Una tarde brillaron los relámpagos y, ¡PUM!, estalló una terrible tormenta eléctrica.

—Tengo miedo —expresó Noé—. ¿Crees que los pajaritos bebé también estén asustados?

—Vamos a verlos —sugirió Ester, y ambos niños fueron corriendo a la habitación. Noé se apoyó en su hermana para ver fuera de la ventana y observaron que la rama que sostenía el nido se mecía de atrás para adelante.

—Mira —indicó Ester, apuntando al nido—. ¿Ves cómo la mamá extiende sus alas para proteger a sus bebés? Ella los cubre para que no les pase nada. ¿No te parece genial? Ellos confían en que ella los mantendrá a salvo. No creo que tengan miedo para nada.

—Yo me asusto a veces —confesó Noé—. Tengo miedo de los niños malos en la escuela y a veces también siento temor de la oscuridad. Los perros grandes también me asustan.

Ester asintió. Ella comprendía bien a su hermanito.

—Todos tenemos miedo de algo. A veces siento temor de lo que otros podrían pensar de mí o me preocupo por mis calificaciones —ella sonrió—. Pero ¿sabes qué es lo que Dios usa como ejemplo de cuánto se preocupa por nosotros? —Noé negó con la cabeza y Ester continuó—. Aprendí un versículo sobre eso. Dios dice que Él nos protege así como las alas de la mamá pájara cubren y protegen y sus bebés. Así que podemos confiar en Él, ¿sí?

Noé sonrió.

—Está bien.

Ester se dio cuenta en ese momento, de repente, de la verdad de la Palabra de Dios.

—Dios está con nosotros y ninguna tormenta es más fuerte que Su amor por nosotros. Pase lo que pase, estamos seguros en Jesús, quien murió para darnos vida eterna.

En ese momento un relámpago brilló en el cielo, seguido por un fuerte trueno, pero Noé ni siquiera pestañeó.

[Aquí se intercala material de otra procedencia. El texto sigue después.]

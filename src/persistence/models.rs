//! Serializable data models for persistence.
//!
//! Storage-friendly mirrors of runtime types, encoded with bincode. Monotonic
//! instants are stored as Unix seconds and mapped back relative to the
//! restoring process's clock.

use std::sync::Arc;
use std::time::{Duration, Instant, SystemTime, UNIX_EPOCH};

use bincode::{Decode, Encode};

use crate::broker::RetainedMessage;
use crate::protocol::{Properties, ProtocolVersion, Publish, QoS, SubscriptionOptions, Will};
use crate::session::{DeliveryState, InFlight, Session, SessionExpiry, Subscription};

/// Stored retained message
#[derive(Debug, Clone, PartialEq, Encode, Decode)]
pub struct StoredRetainedMessage {
    pub publish: StoredPublish,
    pub origin: Option<String>,
    /// Unix timestamp in seconds when the message was stored
    pub stored_at_secs: u64,
}

/// Stored session
#[derive(Debug, Clone, PartialEq, Encode, Decode)]
pub struct StoredSession {
    pub client_id: String,
    pub protocol_version: u8,
    pub session_expiry_interval: u32,
    pub subscriptions: Vec<StoredSubscription>,
    pub queued: Vec<StoredPublish>,
    pub in_flight: Vec<StoredInFlight>,
    pub will: Option<StoredWill>,
    /// Unix timestamp when disconnected; `None` while connected
    pub disconnected_at_secs: Option<u64>,
}

/// Stored subscription
#[derive(Debug, Clone, PartialEq, Encode, Decode)]
pub struct StoredSubscription {
    /// Filter as subscribed, share prefix included
    pub filter: String,
    /// v5 options byte
    pub options: u8,
    pub subscription_id: Option<u32>,
    pub seq: u64,
}

/// Stored QoS 1/2 handshake record
#[derive(Debug, Clone, PartialEq, Encode, Decode)]
pub struct StoredInFlight {
    pub packet_id: u16,
    pub publish: StoredPublish,
    /// 0 = sent, 1 = acknowledged (inbound), 2 = release sent
    pub state: u8,
    pub order: u64,
}

/// Stored publish message
#[derive(Debug, Clone, PartialEq, Encode, Decode)]
pub struct StoredPublish {
    pub topic: String,
    pub payload: Vec<u8>,
    pub qos: u8,
    pub retain: bool,
    pub dup: bool,
    pub packet_id: Option<u16>,
    pub properties: StoredProperties,
}

/// Stored will message
#[derive(Debug, Clone, PartialEq, Encode, Decode)]
pub struct StoredWill {
    pub topic: String,
    pub payload: Vec<u8>,
    pub qos: u8,
    pub retain: bool,
    pub properties: StoredProperties,
}

/// Message properties that travel with a stored publish or will
#[derive(Debug, Clone, Default, PartialEq, Encode, Decode)]
pub struct StoredProperties {
    pub payload_format_indicator: Option<u8>,
    pub message_expiry_interval: Option<u32>,
    pub content_type: Option<String>,
    pub response_topic: Option<String>,
    pub correlation_data: Option<Vec<u8>>,
    pub will_delay_interval: Option<u32>,
    pub user_properties: Vec<(String, String)>,
}

// ============================================================================
// Clock conversion
// ============================================================================

fn now_unix_secs() -> u64 {
    SystemTime::now()
        .duration_since(UNIX_EPOCH)
        .unwrap_or_default()
        .as_secs()
}

/// Wall-clock seconds for `instant`, taking `now` as the present
fn instant_to_unix_secs(instant: Instant, now: Instant) -> u64 {
    now_unix_secs().saturating_sub(now.saturating_duration_since(instant).as_secs())
}

/// Instant for wall-clock `secs`, taking `now` as the present; future
/// timestamps map to `now`
fn unix_secs_to_instant(secs: u64, now: Instant) -> Instant {
    let elapsed = Duration::from_secs(now_unix_secs().saturating_sub(secs));
    now.checked_sub(elapsed).unwrap_or(now)
}

// ============================================================================
// Conversions
// ============================================================================

impl From<&Properties> for StoredProperties {
    fn from(props: &Properties) -> Self {
        Self {
            payload_format_indicator: props.payload_format_indicator,
            message_expiry_interval: props.message_expiry_interval,
            content_type: props.content_type.clone(),
            response_topic: props.response_topic.clone(),
            correlation_data: props.correlation_data.as_ref().map(|b| b.to_vec()),
            will_delay_interval: props.will_delay_interval,
            user_properties: props.user_properties.clone(),
        }
    }
}

impl From<StoredProperties> for Properties {
    fn from(stored: StoredProperties) -> Self {
        Properties {
            payload_format_indicator: stored.payload_format_indicator,
            message_expiry_interval: stored.message_expiry_interval,
            content_type: stored.content_type,
            response_topic: stored.response_topic,
            correlation_data: stored.correlation_data.map(bytes::Bytes::from),
            will_delay_interval: stored.will_delay_interval,
            user_properties: stored.user_properties,
            ..Default::default()
        }
    }
}

impl From<&Publish> for StoredPublish {
    fn from(publish: &Publish) -> Self {
        Self {
            topic: publish.topic.to_string(),
            payload: publish.payload.to_vec(),
            qos: publish.qos as u8,
            retain: publish.retain,
            dup: publish.dup,
            packet_id: publish.packet_id,
            properties: StoredProperties::from(&publish.properties),
        }
    }
}

impl From<StoredPublish> for Publish {
    fn from(stored: StoredPublish) -> Self {
        Self {
            topic: Arc::from(stored.topic),
            payload: bytes::Bytes::from(stored.payload),
            qos: QoS::from_u8(stored.qos).unwrap_or_default(),
            retain: stored.retain,
            dup: stored.dup,
            packet_id: stored.packet_id,
            properties: Properties::from(stored.properties),
        }
    }
}

impl From<&Will> for StoredWill {
    fn from(will: &Will) -> Self {
        Self {
            topic: will.topic.to_string(),
            payload: will.payload.to_vec(),
            qos: will.qos as u8,
            retain: will.retain,
            properties: StoredProperties::from(&will.properties),
        }
    }
}

impl From<StoredWill> for Will {
    fn from(stored: StoredWill) -> Self {
        Self {
            topic: Arc::from(stored.topic),
            payload: bytes::Bytes::from(stored.payload),
            qos: QoS::from_u8(stored.qos).unwrap_or_default(),
            retain: stored.retain,
            properties: Properties::from(stored.properties),
        }
    }
}

fn state_code(state: DeliveryState) -> u8 {
    match state {
        DeliveryState::Sent => 0,
        DeliveryState::Acknowledged => 1,
        DeliveryState::ReleaseSent => 2,
    }
}

impl StoredInFlight {
    fn capture(packet_id: u16, record: &InFlight) -> Self {
        Self {
            packet_id,
            publish: StoredPublish::from(&record.publish),
            state: state_code(record.state),
            order: record.order,
        }
    }

    pub fn delivery_state(&self) -> DeliveryState {
        match self.state {
            1 => DeliveryState::Acknowledged,
            2 => DeliveryState::ReleaseSent,
            _ => DeliveryState::Sent,
        }
    }
}

impl StoredSubscription {
    /// Runtime subscription, or `None` if the stored options byte is invalid
    pub fn to_subscription(&self) -> Option<Subscription> {
        let options = SubscriptionOptions::from_byte(self.options)?;
        let parsed = crate::topic::parse_filter(&self.filter, 0).ok()?;
        Some(Subscription {
            filter: Arc::from(parsed.filter),
            shared_group: parsed.share_group.map(Arc::from),
            qos: options.qos,
            no_local: options.no_local,
            retain_as_published: options.retain_as_published,
            retain_handling: options.retain_handling,
            subscription_id: self.subscription_id,
            last_shared_dispatch: None,
            seq: self.seq,
        })
    }
}

impl StoredSession {
    /// Snapshot `session` as of `now`
    pub fn capture(session: &Session, now: Instant) -> Self {
        let mut in_flight: Vec<StoredInFlight> = session
            .in_flight_out
            .iter()
            .chain(session.pending_release.iter())
            .chain(session.in_flight_in.iter())
            .map(|(id, record)| StoredInFlight::capture(*id, record))
            .collect();
        in_flight.sort_by_key(|r| r.order);

        Self {
            client_id: session.client_id.to_string(),
            protocol_version: session.protocol_version as u8,
            session_expiry_interval: session.session_expiry.as_secs(),
            subscriptions: session
                .subscriptions
                .iter()
                .map(|(raw, sub)| StoredSubscription {
                    filter: raw.to_string(),
                    options: sub.options().to_byte(),
                    subscription_id: sub.subscription_id,
                    seq: sub.seq,
                })
                .collect(),
            queued: session.queued_messages().map(StoredPublish::from).collect(),
            in_flight,
            will: session.will.as_ref().map(StoredWill::from),
            disconnected_at_secs: session
                .disconnected_at
                .map(|at| instant_to_unix_secs(at, now)),
        }
    }

    pub fn protocol_version(&self) -> ProtocolVersion {
        ProtocolVersion::from_level(self.protocol_version).unwrap_or(ProtocolVersion::V5)
    }

    pub fn session_expiry(&self) -> SessionExpiry {
        SessionExpiry::from_secs(self.session_expiry_interval)
    }

    /// When the session lost its connection, in the restoring process's clock.
    /// A session stored while connected counts as disconnected at `now`.
    pub fn disconnected_at(&self, now: Instant) -> Instant {
        self.disconnected_at_secs
            .map(|secs| unix_secs_to_instant(secs, now))
            .unwrap_or(now)
    }
}

impl StoredRetainedMessage {
    pub fn capture(message: &RetainedMessage, now: Instant) -> Self {
        Self {
            publish: StoredPublish::from(&message.publish),
            origin: message.origin.as_deref().map(str::to_string),
            stored_at_secs: instant_to_unix_secs(message.stored_at, now),
        }
    }

    pub fn restore(self, now: Instant) -> RetainedMessage {
        RetainedMessage {
            publish: Publish::from(self.publish),
            origin: self.origin.map(Arc::from),
            stored_at: unix_secs_to_instant(self.stored_at_secs, now),
        }
    }
}

/// Data loaded from persistence at startup
#[derive(Debug, Default)]
pub struct LoadedData {
    pub retained: Vec<(String, StoredRetainedMessage)>,
    pub sessions: Vec<(String, StoredSession)>,
}

#[cfg(test)]
mod tests {
    use super::*;
    use crate::broker::ConnectionId;
    use crate::protocol::RetainHandling;
    use crate::session::Attachment;
    use pretty_assertions::assert_eq;

    fn publish(topic: &str, qos: QoS, id: Option<u16>) -> Publish {
        Publish {
            topic: Arc::from(topic),
            qos,
            packet_id: id,
            payload: bytes::Bytes::from_static(b"payload"),
            ..Default::default()
        }
    }

    #[test]
    fn session_capture_keeps_delivery_state() {
        let now = Instant::now();
        let mut session = Session::new(Arc::from("c1"), 10, now);
        session.attach(
            Attachment {
                connection: ConnectionId(1),
                protocol_version: ProtocolVersion::V5,
                keep_alive: 30,
                session_expiry: SessionExpiry::from_secs(300),
                will: None,
                receive_maximum: 10,
                max_packet_size: None,
            },
            now,
        );
        session.subscriptions.insert(
            Arc::from("$share/g/a/+"),
            Subscription {
                filter: Arc::from("a/+"),
                shared_group: Some(Arc::from("g")),
                qos: QoS::AtLeastOnce,
                no_local: false,
                retain_as_published: true,
                retain_handling: RetainHandling::Never,
                subscription_id: Some(3),
                last_shared_dispatch: Some(9),
                seq: 4,
            },
        );
        session.restore_in_flight(5, publish("a/b", QoS::ExactlyOnce, Some(5)), DeliveryState::ReleaseSent);
        session.restore_in_flight(6, publish("a/c", QoS::AtLeastOnce, Some(6)), DeliveryState::Sent);

        let stored = StoredSession::capture(&session, now);
        assert_eq!(stored.session_expiry_interval, 300);
        assert_eq!(stored.protocol_version(), ProtocolVersion::V5);
        assert_eq!(stored.disconnected_at_secs, None);
        assert_eq!(
            stored.in_flight.iter().map(|r| (r.packet_id, r.delivery_state())).collect::<Vec<_>>(),
            vec![(5, DeliveryState::ReleaseSent), (6, DeliveryState::Sent)]
        );

        let sub = stored.subscriptions[0].to_subscription().unwrap();
        assert_eq!(&*sub.filter, "a/+");
        assert_eq!(sub.shared_group.as_deref(), Some("g"));
        assert_eq!(sub.retain_handling, RetainHandling::Never);
        assert_eq!(sub.subscription_id, Some(3));
        assert_eq!(sub.seq, 4);
        assert_eq!(sub.last_shared_dispatch, None);
    }

    #[test]
    fn retained_capture_preserves_age() {
        let now = Instant::now();
        let stored_at = now.checked_sub(Duration::from_secs(30)).unwrap_or(now);
        let message = RetainedMessage {
            publish: publish("sensors/t", QoS::AtLeastOnce, None),
            origin: Some(Arc::from("c1")),
            stored_at,
        };
        let restored = StoredRetainedMessage::capture(&message, now).restore(now);
        let age = now.saturating_duration_since(restored.stored_at).as_secs();
        assert!((29..=31).contains(&age), "age {}", age);
        assert_eq!(restored.origin.as_deref(), Some("c1"));
        assert_eq!(restored.publish, message.publish);
    }

    #[test]
    fn invalid_options_byte_is_skipped() {
        let stored = StoredSubscription {
            filter: "a".to_string(),
            options: 0xFF,
            subscription_id: None,
            seq: 0,
        };
        assert!(stored.to_subscription().is_none());
    }
}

—Gracias, Señor, por cuidar de nosotros —susurró.

LINDA WEDDLE

DIOS CUIDA DE TI

VERSÍCULO CLAVE: SALMO 91:4

CON SUS PLUMAS TE CUBRE, Y BAJO SUS ALAS HALLAS REFUGIO.

¿Tienes miedo de la oscuridad? ¿O de la muerte? ¿O de caerle mal a alguien? La Biblia a menudo usa imágenes del mundo para ilustrar las verdades de Dios. La forma en que una mamá pájara protege a sus bebés cuando el peligro los amenaza es una representación del cuidado completo con el que Dios te guarda en todas las tormentas de la vida. Cada vez que sientas miedo, recuerda que Jesús está contigo. Confía en Él.